DART Rail Generates $10.27 Billion Near Rail Stations

A 2017 study conducted by the Economics Research Group (ERG) at The University of North Texas examining the economic impact of development near DART (Dallas Area Rapid Transit) stations between 2016-2018 has revealed how lucrative urbanization has been for the Dallas-Ft. Worth Metroplex.

The ERG analyzed 81 different projects, including the Dallas Streetcar project in Bishop Arts that connects Oak Cliff riders to Union Station in downtown Dallas, and various residential developments. Those projects, initially accounting for about $5.138 billion in property value, generated $10.27 billion in economic gains.

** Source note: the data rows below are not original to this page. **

//! A spawned server process.
//!
//! The handle is owned by the registry and shared with the tasks that serve
//! the process: two stream readers, the exit watcher and, while stopping,
//! the stop protocol. The `Child` itself is owned by the exit watcher; the
//! handle reaches it only through the kill token.
//!
//! Exit is signalled twice. `process_exit` fires as soon as the OS reports
//! the exit; the exit report is published once the registry has finished
//! reaping.

use blockhost_core::{ExitReport, LifecycleState, ProcessInfo, ServerConfig};
use chrono::{DateTime, Utc};
use futures_util::future::join_all;
use std::io;
use std::process::ExitStatus;
use std::sync::atomic::{AtomicBool, Ordering};
use std::sync::{Arc, PoisonError, RwLock};
use std::time::Duration;
use tokio::io::AsyncWriteExt;
use tokio::process::{Child, ChildStdin};
use tokio::sync::{Mutex, mpsc, watch};
use tokio::task::JoinHandle;
use tokio_util::sync::CancellationToken;
use tracing::{debug, warn};

use super::shutdown::pid_alive;
use super::sink::LogSink;

/// How long a failed stdin write waits for the exit notification before
/// concluding the process is still alive.
const LIVENESS_GRACE: Duration = Duration::from_millis(250);

/// How long the exit watcher waits for the output readers to drain after
/// the process exits. Grandchildren holding the pipes open can keep them
/// alive past this.
const DRAIN_GRACE: Duration = Duration::from_secs(1);

/// Delivered to the registry when a process exits.
pub(crate) struct ExitNotice {
    pub handle: Arc<ProcessHandle>,
    pub status: io::Result<ExitStatus>,
    /// Classified when the exit was observed, before the output drained.
    pub report: ExitReport,
}

/// State the registry tracks for one spawned process.
pub struct ProcessHandle {
    config: ServerConfig,
    pid: Option<u32>,
    started_at: DateTime<Utc>,
    state: RwLock<LifecycleState>,
    logs: Arc<LogSink>,
    stdin: Mutex<Option<ChildStdin>>,
    kill: CancellationToken,
    process_exit: CancellationToken,
    stop_requested: AtomicBool,
    stop_driver_claimed: AtomicBool,
    forced: AtomicBool,
    exit: watch::Sender<Option<ExitReport>>,
}

impl ProcessHandle {
    pub(crate) fn new(
        config: ServerConfig,
        pid: Option<u32>,
        stdin: Option<ChildStdin>,
        logs: Arc<LogSink>,
    ) -> Self {
        let (exit, _) = watch::channel(None);
        Self {
            config,
            pid,
            started_at: Utc::now(),
            state: RwLock::new(LifecycleState::Starting),
            logs,
            stdin: Mutex::new(stdin),
            kill: CancellationToken::new(),
            process_exit: CancellationToken::new(),
            stop_requested: AtomicBool::new(false),
            stop_driver_claimed: AtomicBool::new(false),
            forced: AtomicBool::new(false),
            exit,
        }
    }

    pub fn server_id(&self) -> &str {
        &self.config.id
    }

    /// Configuration snapshot taken at start.
    pub const fn config(&self) -> &ServerConfig {
        &self.config
    }

    pub const fn pid(&self) -> Option<u32> {
        self.pid
    }

    pub const fn started_at(&self) -> DateTime<Utc> {
        self.started_at
    }

    pub fn logs(&self) -> &Arc<LogSink> {
        &self.logs
    }

    pub fn state(&self) -> LifecycleState {
        *self.state.read().unwrap_or_else(PoisonError::into_inner)
    }

    pub(crate) fn set_state(&self, state: LifecycleState) {
        *self.state.write().unwrap_or_else(PoisonError::into_inner) = state;
    }

    /// Move Starting to Running. Returns false if the state already moved on.
    pub(crate) fn mark_running(&self) -> bool {
        let mut state = self.state.write().unwrap_or_else(PoisonError::into_inner);
        if *state == LifecycleState::Starting {
            *state = LifecycleState::Running;
            true
        } else {
            false
        }
    }

    /// Record that a stop was requested and move to Stopping.
    ///
    /// Returns true only for the call that performed the transition.
    pub(crate) fn mark_stopping(&self) -> bool {
        if self.process_exited() {
            return false;
        }
        self.stop_requested.store(true, Ordering::SeqCst);
        let mut state = self.state.write().unwrap_or_else(PoisonError::into_inner);
        if matches!(*state, LifecycleState::Starting | LifecycleState::Running) {
            *state = LifecycleState::Stopping;
            true
        } else {
            false
        }
    }

    /// Claim the right to run the graceful stop protocol. Only the first caller wins.
    pub(crate) fn claim_stop_driver(&self) -> bool {
        !self.stop_driver_claimed.swap(true, Ordering::SeqCst)
    }

    pub fn stop_requested(&self) -> bool {
        self.stop_requested.load(Ordering::SeqCst)
    }

    /// True once the process was (or is being) killed.
    pub fn forced(&self) -> bool {
        self.forced.load(Ordering::SeqCst)
    }

    pub fn info(&self) -> ProcessInfo {
        ProcessInfo {
            server_id: self.config.id.clone(),
            pid: self.pid,
            started_at: self.started_at,
        }
    }

    pub fn uptime_secs(&self, now: DateTime<Utc>) -> u64 {
        u64::try_from((now - self.started_at).num_seconds()).unwrap_or(0)
    }

    /// Write one line to the process's stdin.
    ///
    /// A failed write closes our end of the pipe; later writes fail fast.
    pub(crate) async fn write_line(&self, line: &str) -> io::Result<()> {
        let mut guard = self.stdin.lock().await;
        let Some(stdin) = guard.as_mut() else {
            return Err(io::Error::new(io::ErrorKind::BrokenPipe, "stdin is closed"));
        };

        let mut payload = Vec::with_capacity(line.len() + 1);
        payload.extend_from_slice(line.as_bytes());
        payload.push(b'\n');

        let result = match stdin.write_all(&payload).await {
            Ok(()) => stdin.flush().await,
            Err(e) => Err(e),
        };
        if result.is_err() {
            *guard = None;
        }
        result
    }

    /// Ask the exit watcher to kill the process.
    ///
    /// Only the first call sends a kill; later calls and calls after exit are no-ops.
    pub(crate) fn kill(&self, reason: &str) -> bool {
        if self.process_exited() {
            return false;
        }
        self.stop_requested.store(true, Ordering::SeqCst);
        if self.forced.swap(true, Ordering::SeqCst) {
            return false;
        }
        warn!(server_id = %self.config.id, pid = ?self.pid, reason, "Killing server process");
        self.logs.system(format!("Killing process: {reason}"));
        self.kill.cancel();
        true
    }

    /// True once the registry has finished processing the exit.
    pub fn has_exited(&self) -> bool {
        self.exit.borrow().is_some()
    }

    /// True as soon as the OS has reported the process exit.
    pub fn process_exited(&self) -> bool {
        self.process_exit.is_cancelled()
    }

    /// Wait for the OS to report the process exit.
    pub async fn wait_process_exit(&self) {
        self.process_exit.cancelled().await;
    }

    pub fn exit_report(&self) -> Option<ExitReport> {
        self.exit.borrow().clone()
    }

    /// Wait until the registry has finished processing the exit.
    pub async fn wait_exit(&self) -> ExitReport {
        let mut rx = self.exit.subscribe();
        loop {
            if let Some(report) = rx.borrow_and_update().as_ref() {
                return report.clone();
            }
            // `self` owns the sender, so the channel stays open while we wait.
            let _ = rx.changed().await;
        }
    }

    /// Best-effort check that the process is still running.
    pub(crate) async fn confirm_alive(&self) -> bool {
        if self.process_exited() || self.pid.is_some_and(|pid| !pid_alive(pid)) {
            return false;
        }
        tokio::time::timeout(LIVENESS_GRACE, self.wait_process_exit())
            .await
            .is_err()
    }

    /// Classify an exit.
    ///
    /// An exit nobody asked for is a crash unless the process exited cleanly.
    pub(crate) fn build_report(&self, status: &io::Result<ExitStatus>) -> ExitReport {
        let code = status.as_ref().ok().and_then(ExitStatus::code);
        let clean = matches!(status, Ok(s) if s.success());
        let state = if self.stop_requested() || clean {
            LifecycleState::Stopped
        } else {
            LifecycleState::Crashed
        };
        ExitReport {
            server_id: self.config.id.clone(),
            code,
            state,
            forced: self.forced(),
            exited_at: Utc::now(),
        }
    }

    /// Publish the final report to every waiter.
    pub(crate) fn complete(&self, report: ExitReport) {
        self.exit.send_replace(Some(report));
    }
}

impl std::fmt::Debug for ProcessHandle {
    fn fmt(&self, f: &mut std::fmt::Formatter<'_>) -> std::fmt::Result {
        f.debug_struct("ProcessHandle")
            .field("server_id", &self.config.id)
            .field("pid", &self.pid)
            .field("state", &self.state())
            .field("started_at", &self.started_at)
            .finish_non_exhaustive()
    }
}

/// Spawn the task that owns `child`, waits for it to exit and notifies the registry.
///
/// The kill token makes the task kill the child; the exit that follows is
/// reported like any other. The notice is sent after `readers` finish, or
/// after [`DRAIN_GRACE`], so the exit entry follows the process's last output.
pub(crate) fn spawn_exit_watcher(
    mut child: Child,
    handle: Arc<ProcessHandle>,
    readers: Vec<JoinHandle<()>>,
    notices: mpsc::UnboundedSender<ExitNotice>,
) {
    let kill = handle.kill.clone();
    tokio::spawn(async move {
        let status = tokio::select! {
            status = child.wait() => status,
            () = kill.cancelled() => {
                if let Err(e) = child.start_kill() {
                    debug!(server_id = %handle.server_id(), error = %e, "start_kill failed, process likely already exited");
                }
                child.wait().await
            }
        };

        debug!(server_id = %handle.server_id(), status = ?status, "Process exited");
        handle.process_exit.cancel();
        let report = handle.build_report(&status);

        if tokio::time::timeout(DRAIN_GRACE, join_all(readers)).await.is_err() {
            debug!(server_id = %handle.server_id(), "Output still open after exit");
        }

        let notice = ExitNotice {
            handle,
            status,
            report,
        };
        if let Err(mpsc::error::SendError(notice)) = notices.send(notice) {
            // Registry is gone; release any waiters directly.
            notice.handle.complete(notice.report);
        }
    });
}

The closer a real estate project is located to a DART rail station, the higher the premium placed on the value of the space. The average rents for both residential and commercial buildings increased 17.9 percent and 25 percent respectively. The Bishop Arts streetcar alone costs just over $200 million and generated an economic impact of over twice the initial development input ($454.7 million).

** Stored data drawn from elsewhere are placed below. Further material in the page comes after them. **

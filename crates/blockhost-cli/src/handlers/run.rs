//! Run command handler.
//!
//! Starts servers and stays attached: broadcast events are printed, stdin
//! lines are forwarded as console commands, and Ctrl-C stops everything.

use anyhow::Result;
use blockhost_core::{ConfigStorePort, LifecycleState, ServerEvent};
use blockhost_runtime::TopicEvent;
use tokio::io::{AsyncBufReadExt, BufReader};
use tokio::sync::broadcast::error::RecvError;
use tracing::{info, warn};

use crate::bootstrap::CliContext;
use crate::error::CliError;
use crate::presentation::format_event;

/// Split a console line into a target server and command.
///
/// `<id> <command>` targets `id` when it is one of `ids`. With a single
/// server any other line goes to it unchanged.
pub fn parse_console_line<'a>(line: &'a str, ids: &'a [String]) -> Option<(&'a str, &'a str)> {
    let line = line.trim();
    if line.is_empty() {
        return None;
    }
    if let Some((head, rest)) = line.split_once(char::is_whitespace) {
        if let Some(id) = ids.iter().find(|id| id.as_str() == head) {
            let rest = rest.trim_start();
            return (!rest.is_empty()).then_some((id.as_str(), rest));
        }
    }
    match ids {
        [only] => Some((only.as_str(), line)),
        _ => None,
    }
}

pub async fn execute(ctx: &CliContext, ids: Vec<String>) -> Result<()> {
    let ids = if ids.is_empty() {
        ctx.store.list_ids().await.map_err(|e| CliError::Store(e.to_string()))?
    } else {
        ids
    };
    if ids.is_empty() {
        return Err(CliError::Config("no servers configured".to_string()).into());
    }

    // Subscribe before starting so no early output is missed.
    let mut events = ctx.broadcaster.subscribe();

    let mut started = Vec::new();
    for id in &ids {
        match ctx.registry.start(id).await {
            Ok(info) => {
                info!(server_id = %id, pid = ?info.pid, "Started");
                started.push(id.clone());
            }
            Err(e) => eprintln!("Failed to start {id}: {e}"),
        }
    }
    if started.is_empty() {
        return Err(CliError::Process("no server could be started".to_string()).into());
    }

    println!(
        "Attached to {}. Type '<id> <command>' to send a console command, Ctrl-C to stop.",
        started.join(", ")
    );

    let mut lines = BufReader::new(tokio::io::stdin()).lines();
    let mut stdin_open = true;
    let ctrl_c = tokio::signal::ctrl_c();
    tokio::pin!(ctrl_c);

    loop {
        tokio::select! {
            _ = &mut ctrl_c => {
                println!("Stopping servers...");
                break;
            }
            event = events.recv() => match event {
                Ok(TopicEvent { event, .. }) => {
                    println!("{}", format_event(&event));
                    if is_exit(&event) && ctx.registry.running_ids().await.is_empty() {
                        println!("All servers have exited.");
                        break;
                    }
                }
                Err(RecvError::Lagged(skipped)) => warn!(skipped, "Event stream lagged"),
                Err(RecvError::Closed) => break,
            },
            line = lines.next_line(), if stdin_open => match line {
                Ok(Some(line)) => forward(ctx, &line, &started).await,
                Ok(None) => stdin_open = false,
                Err(e) => {
                    warn!(error = %e, "Failed to read stdin");
                    stdin_open = false;
                }
            },
        }
    }

    for (id, outcome) in ctx.registry.stop_all().await {
        match outcome {
            Ok(report) if report.forced => println!("{id} was killed"),
            Ok(report) => println!("{id} stopped ({})", report.state.as_str()),
            Err(e) => eprintln!("Failed to stop {id}: {e}"),
        }
    }
    Ok(())
}

fn is_exit(event: &ServerEvent) -> bool {
    matches!(
        event,
        ServerEvent::Status(change)
            if matches!(change.state, LifecycleState::Stopped | LifecycleState::Crashed)
    )
}

async fn forward(ctx: &CliContext, line: &str, ids: &[String]) {
    let Some((id, command)) = parse_console_line(line, ids) else {
        if !line.trim().is_empty() {
            eprintln!("Usage: <id> <command> (servers: {})", ids.join(", "));
        }
        return;
    };
    if let Err(e) = ctx.registry.send_command(id, command).await {
        eprintln!("{e}");
    }
}

#[cfg(test)]
mod tests {
    use super::*;

    fn ids(items: &[&str]) -> Vec<String> {
        items.iter().map(ToString::to_string).collect()
    }

    #[test]
    fn test_targets_named_server() {
        let ids = ids(&["lobby", "survival"]);
        assert_eq!(
            parse_console_line("survival say hi", &ids),
            Some(("survival", "say hi"))
        );
    }

    #[test]
    fn test_single_server_needs_no_prefix() {
        let ids = ids(&["lobby"]);
        assert_eq!(parse_console_line("list", &ids), Some(("lobby", "list")));
        assert_eq!(parse_console_line("lobby list", &ids), Some(("lobby", "list")));
    }

    #[test]
    fn test_ambiguous_lines_are_rejected() {
        let ids = ids(&["lobby", "survival"]);
        assert_eq!(parse_console_line("list", &ids), None);
        assert_eq!(parse_console_line("creative list", &ids), None);
        assert_eq!(parse_console_line("lobby", &ids), None);
        assert_eq!(parse_console_line("   ", &ids), None);
    }
}
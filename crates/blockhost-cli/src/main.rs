//! CLI entry point - the composition root.
//!
//! Loads the config, wires the registry via bootstrap and dispatches to the
//! command handlers.

use std::process::ExitCode;

use clap::Parser;
use tracing_subscriber::EnvFilter;

use blockhost_cli::{Cli, CliConfig, CliError, Commands, bootstrap, handlers};

fn init_tracing(verbose: bool) {
    let default = if verbose { "debug" } else { "info" };
    let filter = EnvFilter::try_from_default_env().unwrap_or_else(|_| EnvFilter::new(default));
    tracing_subscriber::fmt()
        .with_env_filter(filter)
        .with_writer(std::io::stderr)
        .init();
}

async fn run(cli: Cli) -> anyhow::Result<()> {
    let config = CliConfig::load_or_default(cli.config.as_deref()).map_err(CliError::from)?;
    let ctx = bootstrap(config);

    match cli.command {
        Commands::Run { ids } => handlers::run::execute(&ctx, ids).await,
        Commands::List => handlers::list::execute(&ctx).await,
        Commands::Status { id } => handlers::status::execute(&ctx, &id).await,
        Commands::Logs {
            id,
            source,
            search,
            limit,
        } => handlers::logs::execute(&ctx, &id, source, search, limit).await,
        Commands::SetProperty { id, pairs } => {
            handlers::set_property::execute(&ctx, &id, &pairs).await
        }
    }
}

#[tokio::main]
async fn main() -> ExitCode {
    // Load environment variables
    dotenvy::dotenv().ok();

    let cli = Cli::parse();
    init_tracing(cli.verbose);

    match run(cli).await {
        Ok(()) => ExitCode::SUCCESS,
        Err(err) => {
            eprintln!("Error: {err:#}");
            let code = err.downcast_ref::<CliError>().map_or(1, CliError::exit_code);
            ExitCode::from(code)
        }
    }
}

City developments also turned out to be beneficial for employment numbers. In the two years examined, DFW created over 61,000 construction jobs and the streetcar project alone created over 2,700 jobs.

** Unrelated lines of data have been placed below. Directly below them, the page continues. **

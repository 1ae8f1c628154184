//! In-process event broadcasting over a tokio broadcast channel.

use blockhost_core::{BroadcastPort, ServerEvent};
use tokio::sync::broadcast;
use tracing::trace;

/// Broadcast channel capacity for server events.
pub const CHANNEL_CAPACITY: usize = 1024;

/// An event together with the topic it was published on.
#[derive(Debug, Clone)]
pub struct TopicEvent {
    pub topic: String,
    pub event: ServerEvent,
}

/// Broadcast port backed by `tokio::sync::broadcast`.
///
/// Slow subscribers lag and lose the oldest events rather than blocking publishers.
pub struct TokioBroadcaster {
    sender: broadcast::Sender<TopicEvent>,
}

impl TokioBroadcaster {
    pub fn new() -> Self {
        Self::with_capacity(CHANNEL_CAPACITY)
    }

    pub fn with_capacity(capacity: usize) -> Self {
        let (sender, _) = broadcast::channel(capacity.max(1));
        Self { sender }
    }

    /// Subscribe to every topic.
    pub fn subscribe(&self) -> broadcast::Receiver<TopicEvent> {
        self.sender.subscribe()
    }

    pub fn subscriber_count(&self) -> usize {
        self.sender.receiver_count()
    }
}

impl Default for TokioBroadcaster {
    fn default() -> Self {
        Self::new()
    }
}

impl BroadcastPort for TokioBroadcaster {
    fn publish(&self, topic: &str, event: ServerEvent) {
        // Nobody listening is not an error
        if self.sender.receiver_count() > 0 {
            trace!(topic, "Broadcasting server event");
            let _ = self.sender.send(TopicEvent {
                topic: topic.to_string(),
                event,
            });
        }
    }
}

#[cfg(test)]
mod tests {
    use super::*;
    use blockhost_core::LifecycleState;

    #[tokio::test]
    async fn subscribers_receive_topic_and_event() {
        let broadcaster = TokioBroadcaster::new();
        let mut rx = broadcaster.subscribe();

        let event = ServerEvent::status("alpha", LifecycleState::Running, Some(7));
        broadcaster.publish(&event.topic(), event.clone());

        let received = rx.recv().await.unwrap();
        assert_eq!(received.topic, "server:alpha:status");
        assert_eq!(received.event, event);
    }

    #[test]
    fn publish_without_subscribers_is_noop() {
        let broadcaster = TokioBroadcaster::new();
        assert_eq!(broadcaster.subscriber_count(), 0);
        broadcaster.publish("server:alpha:logs", ServerEvent::status("alpha", LifecycleState::Stopped, None));
    }
}
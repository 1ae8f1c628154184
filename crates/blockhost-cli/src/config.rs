//! CLI configuration file.
//!
//! A JSON document holding supervisor settings and the server list:
//!
//! ```json
//! {
//!   "settings": { "stop_timeout_secs": 20 },
//!   "servers": [
//!     { "id": "lobby", "working_dir": "servers/lobby", "launch": { "target": "server.jar" } }
//!   ]
//! }
//! ```
//!
//! Relative working directories are resolved against the config file's directory.

use blockhost_core::paths::{PathError, default_config_path};
use blockhost_core::{ServerConfig, SettingsError, SupervisorSettings, validate_settings};
use serde::{Deserialize, Serialize};
use std::collections::HashSet;
use std::path::{Path, PathBuf};
use thiserror::Error;
use tracing::{debug, warn};

#[derive(Debug, Error)]
pub enum ConfigError {
    #[error("Failed to read {}: {source}", path.display())]
    Read {
        path: PathBuf,
        source: std::io::Error,
    },

    #[error("Invalid config file {}: {source}", path.display())]
    Parse {
        path: PathBuf,
        source: serde_json::Error,
    },

    #[error(transparent)]
    Settings(#[from] SettingsError),

    #[error("Server {0} is defined more than once")]
    DuplicateServer(String),

    #[error("Server id cannot be empty")]
    EmptyServerId,

    #[error(transparent)]
    Path(#[from] PathError),
}

#[derive(Debug, Clone, Default, Serialize, Deserialize)]
#[serde(default)]
pub struct CliConfig {
    pub settings: SupervisorSettings,
    pub servers: Vec<ServerConfig>,
}

impl CliConfig {
    /// Load from `explicit`, or from the default location.
    ///
    /// A missing default file yields an empty configuration; a missing
    /// explicit file is an error.
    pub fn load_or_default(explicit: Option<&Path>) -> Result<Self, ConfigError> {
        if let Some(path) = explicit {
            return Self::load(path);
        }
        let path = default_config_path()?;
        if path.exists() {
            Self::load(&path)
        } else {
            warn!(path = %path.display(), "No config file found, no servers configured");
            Ok(Self::default())
        }
    }

    pub fn load(path: &Path) -> Result<Self, ConfigError> {
        debug!(path = %path.display(), "Loading config");
        let content = std::fs::read_to_string(path).map_err(|source| ConfigError::Read {
            path: path.to_path_buf(),
            source,
        })?;
        let mut config: Self =
            serde_json::from_str(&content).map_err(|source| ConfigError::Parse {
                path: path.to_path_buf(),
                source,
            })?;

        if let Some(base) = path.parent() {
            config.resolve_relative_to(base);
        }
        config.validate()?;
        Ok(config)
    }

    pub fn validate(&self) -> Result<(), ConfigError> {
        validate_settings(&self.settings)?;

        let mut seen = HashSet::new();
        for server in &self.servers {
            if server.id.trim().is_empty() {
                return Err(ConfigError::EmptyServerId);
            }
            if !seen.insert(server.id.as_str()) {
                return Err(ConfigError::DuplicateServer(server.id.clone()));
            }
        }
        Ok(())
    }

    fn resolve_relative_to(&mut self, base: &Path) {
        for server in &mut self.servers {
            if server.working_dir.is_relative() {
                server.working_dir = base.join(&server.working_dir);
            }
        }
    }
}

#[cfg(test)]
mod tests {
    use super::*;
    use blockhost_core::LaunchKind;

    fn write_config(dir: &Path, content: &str) -> PathBuf {
        let path = dir.join("config.json");
        std::fs::write(&path, content).unwrap();
        path
    }

    #[test]
    fn test_load_applies_defaults_and_resolves_paths() {
        let dir = tempfile::tempdir().unwrap();
        let path = write_config(
            dir.path(),
            r#"{
                "settings": { "stop_timeout_secs": 10 },
                "servers": [
                    { "id": "lobby", "working_dir": "servers/lobby", "launch": { "target": "server.jar" } }
                ]
            }"#,
        );

        let config = CliConfig::load(&path).unwrap();

        assert_eq!(config.settings.stop_timeout_secs, 10);
        assert_eq!(config.settings.log_capacity, 1000);
        assert_eq!(config.servers.len(), 1);
        let server = &config.servers[0];
        assert_eq!(server.working_dir, dir.path().join("servers/lobby"));
        assert_eq!(server.launch.kind, LaunchKind::Jar);
        assert_eq!(server.launch.args, vec!["nogui"]);
        assert_eq!(server.executable, PathBuf::from("java"));
    }

    #[test]
    fn test_duplicate_ids_rejected() {
        let dir = tempfile::tempdir().unwrap();
        let path = write_config(
            dir.path(),
            r#"{ "servers": [
                { "id": "a", "working_dir": "/srv/a", "launch": { "target": "a.jar" } },
                { "id": "a", "working_dir": "/srv/b", "launch": { "target": "b.jar" } }
            ] }"#,
        );
        assert!(matches!(
            CliConfig::load(&path),
            Err(ConfigError::DuplicateServer(id)) if id == "a"
        ));
    }

    #[test]
    fn test_invalid_settings_rejected() {
        let dir = tempfile::tempdir().unwrap();
        let path = write_config(dir.path(), r#"{ "settings": { "log_capacity": 0 } }"#);
        assert!(matches!(
            CliConfig::load(&path),
            Err(ConfigError::Settings(SettingsError::ZeroLogCapacity))
        ));
    }

    #[test]
    fn test_malformed_json_is_parse_error() {
        let dir = tempfile::tempdir().unwrap();
        let path = write_config(dir.path(), "{ not json");
        assert!(matches!(CliConfig::load(&path), Err(ConfigError::Parse { .. })));
    }

    #[test]
    fn test_missing_explicit_file_is_error() {
        let dir = tempfile::tempdir().unwrap();
        let missing = dir.path().join("nope.json");
        assert!(matches!(
            CliConfig::load_or_default(Some(&missing)),
            Err(ConfigError::Read { .. })
        ));
    }
}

Dr. Michael Carroll, PhD, noted the projects added billions to DFW’s economy.

“The trend to develop communities and activity centers near rail stations is one that extends across the nation,” Gary Thomas, president and executive director of DART said. Connectivity and increased access to varied travel capabilities is important in growing Metroplexes like DFW.

The DART rail system was built for $5.5 billion and began running in 1996.

The complete study can be found in PDF form on the DART website.